_Records shown_:
════

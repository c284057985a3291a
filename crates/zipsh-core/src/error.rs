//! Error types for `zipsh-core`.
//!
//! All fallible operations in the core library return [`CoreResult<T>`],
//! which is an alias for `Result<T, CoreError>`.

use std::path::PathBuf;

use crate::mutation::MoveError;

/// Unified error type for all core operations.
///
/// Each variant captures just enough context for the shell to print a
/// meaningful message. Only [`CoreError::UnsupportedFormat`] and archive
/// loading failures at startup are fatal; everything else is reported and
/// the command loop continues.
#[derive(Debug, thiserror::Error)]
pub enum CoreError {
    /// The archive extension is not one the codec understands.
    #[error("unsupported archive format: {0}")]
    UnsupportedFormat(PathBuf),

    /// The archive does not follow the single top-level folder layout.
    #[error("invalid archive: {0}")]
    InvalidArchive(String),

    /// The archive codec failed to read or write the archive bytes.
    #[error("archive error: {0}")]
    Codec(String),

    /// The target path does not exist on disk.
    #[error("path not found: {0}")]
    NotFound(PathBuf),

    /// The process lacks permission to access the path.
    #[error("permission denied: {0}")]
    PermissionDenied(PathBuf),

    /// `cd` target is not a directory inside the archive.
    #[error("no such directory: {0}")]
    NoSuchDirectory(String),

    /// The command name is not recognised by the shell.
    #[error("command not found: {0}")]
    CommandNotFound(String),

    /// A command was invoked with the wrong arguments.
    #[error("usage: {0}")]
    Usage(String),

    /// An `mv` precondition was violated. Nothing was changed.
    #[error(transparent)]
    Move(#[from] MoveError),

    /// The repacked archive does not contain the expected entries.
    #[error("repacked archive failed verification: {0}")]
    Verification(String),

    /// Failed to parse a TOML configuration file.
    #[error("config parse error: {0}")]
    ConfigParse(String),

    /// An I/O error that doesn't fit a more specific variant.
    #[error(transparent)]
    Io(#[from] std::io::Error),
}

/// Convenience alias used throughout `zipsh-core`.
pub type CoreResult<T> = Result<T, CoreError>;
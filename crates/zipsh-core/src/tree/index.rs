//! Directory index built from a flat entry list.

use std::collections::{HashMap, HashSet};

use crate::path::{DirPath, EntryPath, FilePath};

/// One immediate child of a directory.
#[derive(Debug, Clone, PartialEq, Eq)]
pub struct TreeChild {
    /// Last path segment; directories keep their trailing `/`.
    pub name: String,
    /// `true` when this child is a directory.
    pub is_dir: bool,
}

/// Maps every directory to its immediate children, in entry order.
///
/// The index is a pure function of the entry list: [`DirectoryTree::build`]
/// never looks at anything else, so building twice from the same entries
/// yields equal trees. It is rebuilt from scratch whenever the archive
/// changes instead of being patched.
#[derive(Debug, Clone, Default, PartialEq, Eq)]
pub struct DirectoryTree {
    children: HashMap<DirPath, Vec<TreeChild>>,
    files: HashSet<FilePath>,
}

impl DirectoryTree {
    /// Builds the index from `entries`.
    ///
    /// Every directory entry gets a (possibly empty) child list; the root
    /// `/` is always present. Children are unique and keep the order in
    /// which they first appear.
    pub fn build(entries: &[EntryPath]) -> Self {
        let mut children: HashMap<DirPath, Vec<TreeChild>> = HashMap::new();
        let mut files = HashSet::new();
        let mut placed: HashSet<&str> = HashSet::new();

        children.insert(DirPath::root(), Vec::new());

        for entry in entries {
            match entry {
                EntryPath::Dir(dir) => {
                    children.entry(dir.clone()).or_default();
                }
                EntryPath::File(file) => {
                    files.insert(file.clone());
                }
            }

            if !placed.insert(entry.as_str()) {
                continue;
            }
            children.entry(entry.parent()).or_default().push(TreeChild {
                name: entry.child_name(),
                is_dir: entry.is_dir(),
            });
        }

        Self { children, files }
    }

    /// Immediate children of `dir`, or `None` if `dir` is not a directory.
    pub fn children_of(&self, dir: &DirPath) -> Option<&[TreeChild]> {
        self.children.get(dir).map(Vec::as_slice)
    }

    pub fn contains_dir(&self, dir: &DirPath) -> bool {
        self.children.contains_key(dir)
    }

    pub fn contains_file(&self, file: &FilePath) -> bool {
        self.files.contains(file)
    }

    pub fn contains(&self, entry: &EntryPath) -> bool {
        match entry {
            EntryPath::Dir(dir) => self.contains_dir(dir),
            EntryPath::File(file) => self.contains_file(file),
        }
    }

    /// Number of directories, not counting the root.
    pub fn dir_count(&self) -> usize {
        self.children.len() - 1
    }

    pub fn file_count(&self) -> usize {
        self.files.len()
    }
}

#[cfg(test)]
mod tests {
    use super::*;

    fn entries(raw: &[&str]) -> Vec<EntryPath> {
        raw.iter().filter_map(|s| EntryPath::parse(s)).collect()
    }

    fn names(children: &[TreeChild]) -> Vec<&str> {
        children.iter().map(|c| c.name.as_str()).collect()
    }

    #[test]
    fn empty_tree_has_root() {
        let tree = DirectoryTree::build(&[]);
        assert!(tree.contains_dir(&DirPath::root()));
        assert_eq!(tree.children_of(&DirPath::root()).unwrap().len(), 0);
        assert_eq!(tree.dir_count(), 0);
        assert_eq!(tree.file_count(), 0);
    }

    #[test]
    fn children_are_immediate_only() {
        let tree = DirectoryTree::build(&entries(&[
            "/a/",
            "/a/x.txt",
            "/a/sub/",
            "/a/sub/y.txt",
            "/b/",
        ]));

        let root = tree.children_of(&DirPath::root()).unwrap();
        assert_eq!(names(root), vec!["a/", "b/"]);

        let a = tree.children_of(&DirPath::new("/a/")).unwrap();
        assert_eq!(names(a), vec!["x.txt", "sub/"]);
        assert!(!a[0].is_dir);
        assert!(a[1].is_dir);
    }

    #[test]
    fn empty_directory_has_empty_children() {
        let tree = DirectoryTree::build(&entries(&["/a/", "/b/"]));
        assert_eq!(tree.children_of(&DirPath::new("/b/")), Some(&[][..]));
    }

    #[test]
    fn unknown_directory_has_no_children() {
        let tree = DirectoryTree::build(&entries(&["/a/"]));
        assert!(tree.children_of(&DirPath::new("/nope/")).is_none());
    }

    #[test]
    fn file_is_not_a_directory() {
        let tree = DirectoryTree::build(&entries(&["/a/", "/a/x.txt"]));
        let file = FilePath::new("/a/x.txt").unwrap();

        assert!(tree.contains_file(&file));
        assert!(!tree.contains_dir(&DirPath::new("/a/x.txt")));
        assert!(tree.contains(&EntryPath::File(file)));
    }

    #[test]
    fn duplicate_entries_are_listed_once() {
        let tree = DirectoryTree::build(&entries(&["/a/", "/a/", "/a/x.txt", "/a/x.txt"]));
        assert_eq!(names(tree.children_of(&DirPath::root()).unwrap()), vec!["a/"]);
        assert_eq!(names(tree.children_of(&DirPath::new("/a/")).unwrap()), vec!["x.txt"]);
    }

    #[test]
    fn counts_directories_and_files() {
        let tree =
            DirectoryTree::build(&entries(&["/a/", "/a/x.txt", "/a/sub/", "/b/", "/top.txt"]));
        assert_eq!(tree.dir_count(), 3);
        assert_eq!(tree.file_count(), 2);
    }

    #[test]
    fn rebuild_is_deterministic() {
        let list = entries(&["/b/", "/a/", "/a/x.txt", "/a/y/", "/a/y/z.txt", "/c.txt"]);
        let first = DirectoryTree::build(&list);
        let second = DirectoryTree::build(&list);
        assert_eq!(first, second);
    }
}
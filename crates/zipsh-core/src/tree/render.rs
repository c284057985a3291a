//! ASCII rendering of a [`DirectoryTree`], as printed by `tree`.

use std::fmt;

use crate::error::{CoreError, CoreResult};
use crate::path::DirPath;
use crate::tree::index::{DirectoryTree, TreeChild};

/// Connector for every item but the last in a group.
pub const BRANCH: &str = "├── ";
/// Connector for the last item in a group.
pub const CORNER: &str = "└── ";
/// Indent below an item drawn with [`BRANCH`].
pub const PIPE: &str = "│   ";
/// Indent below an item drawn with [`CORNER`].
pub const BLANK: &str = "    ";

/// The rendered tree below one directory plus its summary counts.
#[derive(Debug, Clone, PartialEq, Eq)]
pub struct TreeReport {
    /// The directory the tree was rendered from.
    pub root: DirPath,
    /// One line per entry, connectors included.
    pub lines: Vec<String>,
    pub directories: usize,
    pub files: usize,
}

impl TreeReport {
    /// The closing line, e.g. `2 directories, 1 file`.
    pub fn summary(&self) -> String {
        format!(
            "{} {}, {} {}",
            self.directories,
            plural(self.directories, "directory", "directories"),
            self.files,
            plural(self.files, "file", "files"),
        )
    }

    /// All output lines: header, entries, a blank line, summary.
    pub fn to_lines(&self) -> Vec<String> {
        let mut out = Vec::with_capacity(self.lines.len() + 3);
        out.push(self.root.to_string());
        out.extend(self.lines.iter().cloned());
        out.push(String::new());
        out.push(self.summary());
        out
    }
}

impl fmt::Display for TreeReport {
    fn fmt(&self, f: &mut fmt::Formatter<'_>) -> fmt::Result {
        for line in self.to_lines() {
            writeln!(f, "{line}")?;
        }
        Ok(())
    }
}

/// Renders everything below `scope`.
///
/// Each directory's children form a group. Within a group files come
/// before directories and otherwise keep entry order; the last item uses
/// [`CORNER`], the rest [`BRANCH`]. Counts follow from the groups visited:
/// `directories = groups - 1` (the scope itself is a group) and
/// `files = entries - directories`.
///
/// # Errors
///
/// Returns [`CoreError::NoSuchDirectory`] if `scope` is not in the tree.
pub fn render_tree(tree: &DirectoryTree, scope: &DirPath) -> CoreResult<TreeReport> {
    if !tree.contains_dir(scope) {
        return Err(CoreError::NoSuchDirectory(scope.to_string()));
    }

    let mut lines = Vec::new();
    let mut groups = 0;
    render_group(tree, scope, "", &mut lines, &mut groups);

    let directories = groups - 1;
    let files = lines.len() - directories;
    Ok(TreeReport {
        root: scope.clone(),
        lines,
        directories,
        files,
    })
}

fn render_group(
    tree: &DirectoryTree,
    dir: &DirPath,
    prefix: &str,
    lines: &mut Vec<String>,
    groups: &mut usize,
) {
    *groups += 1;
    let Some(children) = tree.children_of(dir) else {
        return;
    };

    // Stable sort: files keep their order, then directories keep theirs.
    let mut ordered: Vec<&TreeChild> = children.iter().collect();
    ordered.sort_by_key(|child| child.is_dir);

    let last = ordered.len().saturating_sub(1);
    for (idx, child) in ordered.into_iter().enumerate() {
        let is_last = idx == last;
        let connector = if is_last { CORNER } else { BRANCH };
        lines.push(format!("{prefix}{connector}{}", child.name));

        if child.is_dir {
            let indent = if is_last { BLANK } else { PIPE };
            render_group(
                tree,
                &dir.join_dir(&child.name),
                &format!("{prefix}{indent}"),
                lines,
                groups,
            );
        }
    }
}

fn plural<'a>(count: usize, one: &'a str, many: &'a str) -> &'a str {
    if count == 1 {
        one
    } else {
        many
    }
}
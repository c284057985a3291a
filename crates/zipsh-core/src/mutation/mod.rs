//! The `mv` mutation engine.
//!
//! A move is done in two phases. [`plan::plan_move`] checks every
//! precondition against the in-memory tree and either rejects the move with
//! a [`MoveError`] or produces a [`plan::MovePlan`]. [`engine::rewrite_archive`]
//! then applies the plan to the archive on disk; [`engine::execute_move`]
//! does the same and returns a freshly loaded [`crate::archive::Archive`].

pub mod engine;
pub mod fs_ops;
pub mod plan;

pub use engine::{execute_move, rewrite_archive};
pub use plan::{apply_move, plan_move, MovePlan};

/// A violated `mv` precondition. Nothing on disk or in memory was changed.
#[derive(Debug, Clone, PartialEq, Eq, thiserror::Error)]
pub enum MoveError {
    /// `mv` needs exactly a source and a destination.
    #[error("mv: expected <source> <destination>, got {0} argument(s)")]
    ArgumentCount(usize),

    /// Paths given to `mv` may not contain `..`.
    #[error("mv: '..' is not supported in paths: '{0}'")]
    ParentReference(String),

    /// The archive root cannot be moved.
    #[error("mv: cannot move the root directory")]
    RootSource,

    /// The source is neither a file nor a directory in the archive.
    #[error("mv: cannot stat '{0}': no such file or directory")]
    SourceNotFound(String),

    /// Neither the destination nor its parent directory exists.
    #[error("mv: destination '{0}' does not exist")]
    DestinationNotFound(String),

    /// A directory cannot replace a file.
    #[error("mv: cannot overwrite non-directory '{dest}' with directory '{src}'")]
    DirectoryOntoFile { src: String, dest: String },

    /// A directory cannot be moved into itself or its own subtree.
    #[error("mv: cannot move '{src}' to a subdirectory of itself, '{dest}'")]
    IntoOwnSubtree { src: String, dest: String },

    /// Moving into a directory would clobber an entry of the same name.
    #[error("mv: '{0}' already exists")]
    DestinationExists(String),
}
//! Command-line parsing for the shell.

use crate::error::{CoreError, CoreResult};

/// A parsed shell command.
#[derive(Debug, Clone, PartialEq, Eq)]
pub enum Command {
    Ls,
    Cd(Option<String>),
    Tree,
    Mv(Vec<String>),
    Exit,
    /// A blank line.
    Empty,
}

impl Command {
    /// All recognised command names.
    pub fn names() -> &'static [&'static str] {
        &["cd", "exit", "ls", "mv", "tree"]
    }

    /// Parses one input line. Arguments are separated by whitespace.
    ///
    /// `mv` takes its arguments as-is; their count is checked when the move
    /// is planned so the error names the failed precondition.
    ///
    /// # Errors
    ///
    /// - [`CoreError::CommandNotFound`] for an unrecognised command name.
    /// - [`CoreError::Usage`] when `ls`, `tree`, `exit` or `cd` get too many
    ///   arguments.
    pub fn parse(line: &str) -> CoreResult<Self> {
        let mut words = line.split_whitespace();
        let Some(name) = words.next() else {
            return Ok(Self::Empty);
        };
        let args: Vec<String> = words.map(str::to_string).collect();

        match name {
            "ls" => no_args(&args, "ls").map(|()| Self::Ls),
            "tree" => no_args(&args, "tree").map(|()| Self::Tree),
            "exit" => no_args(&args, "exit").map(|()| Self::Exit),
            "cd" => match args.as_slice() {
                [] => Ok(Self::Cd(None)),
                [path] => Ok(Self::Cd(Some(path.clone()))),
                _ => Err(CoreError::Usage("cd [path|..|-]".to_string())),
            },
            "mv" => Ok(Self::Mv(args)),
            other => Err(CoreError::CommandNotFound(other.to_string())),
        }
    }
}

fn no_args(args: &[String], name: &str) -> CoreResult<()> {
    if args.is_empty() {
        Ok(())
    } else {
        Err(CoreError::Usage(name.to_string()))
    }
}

════

_Exercise aim_: The answer must hold exactly the lines of the entries above, from the first line through the line that contains "meaningful message. Only", and no others.

_Reply to the task_:
repository c284057985a3291a
filename crates/zipsh-core/src/error.rs
//! Error types for `zipsh-core`.
//!
//! All fallible operations in the core library return [`CoreResult<T>`],
//! which is an alias for `Result<T, CoreError>`.

use std::path::PathBuf;

use crate::mutation::MoveError;

/// Unified error type for all core operations.
///
/// Each variant captures just enough context for the shell to print a
/// meaningful message. Only [`CoreError::UnsupportedFormat`] and archive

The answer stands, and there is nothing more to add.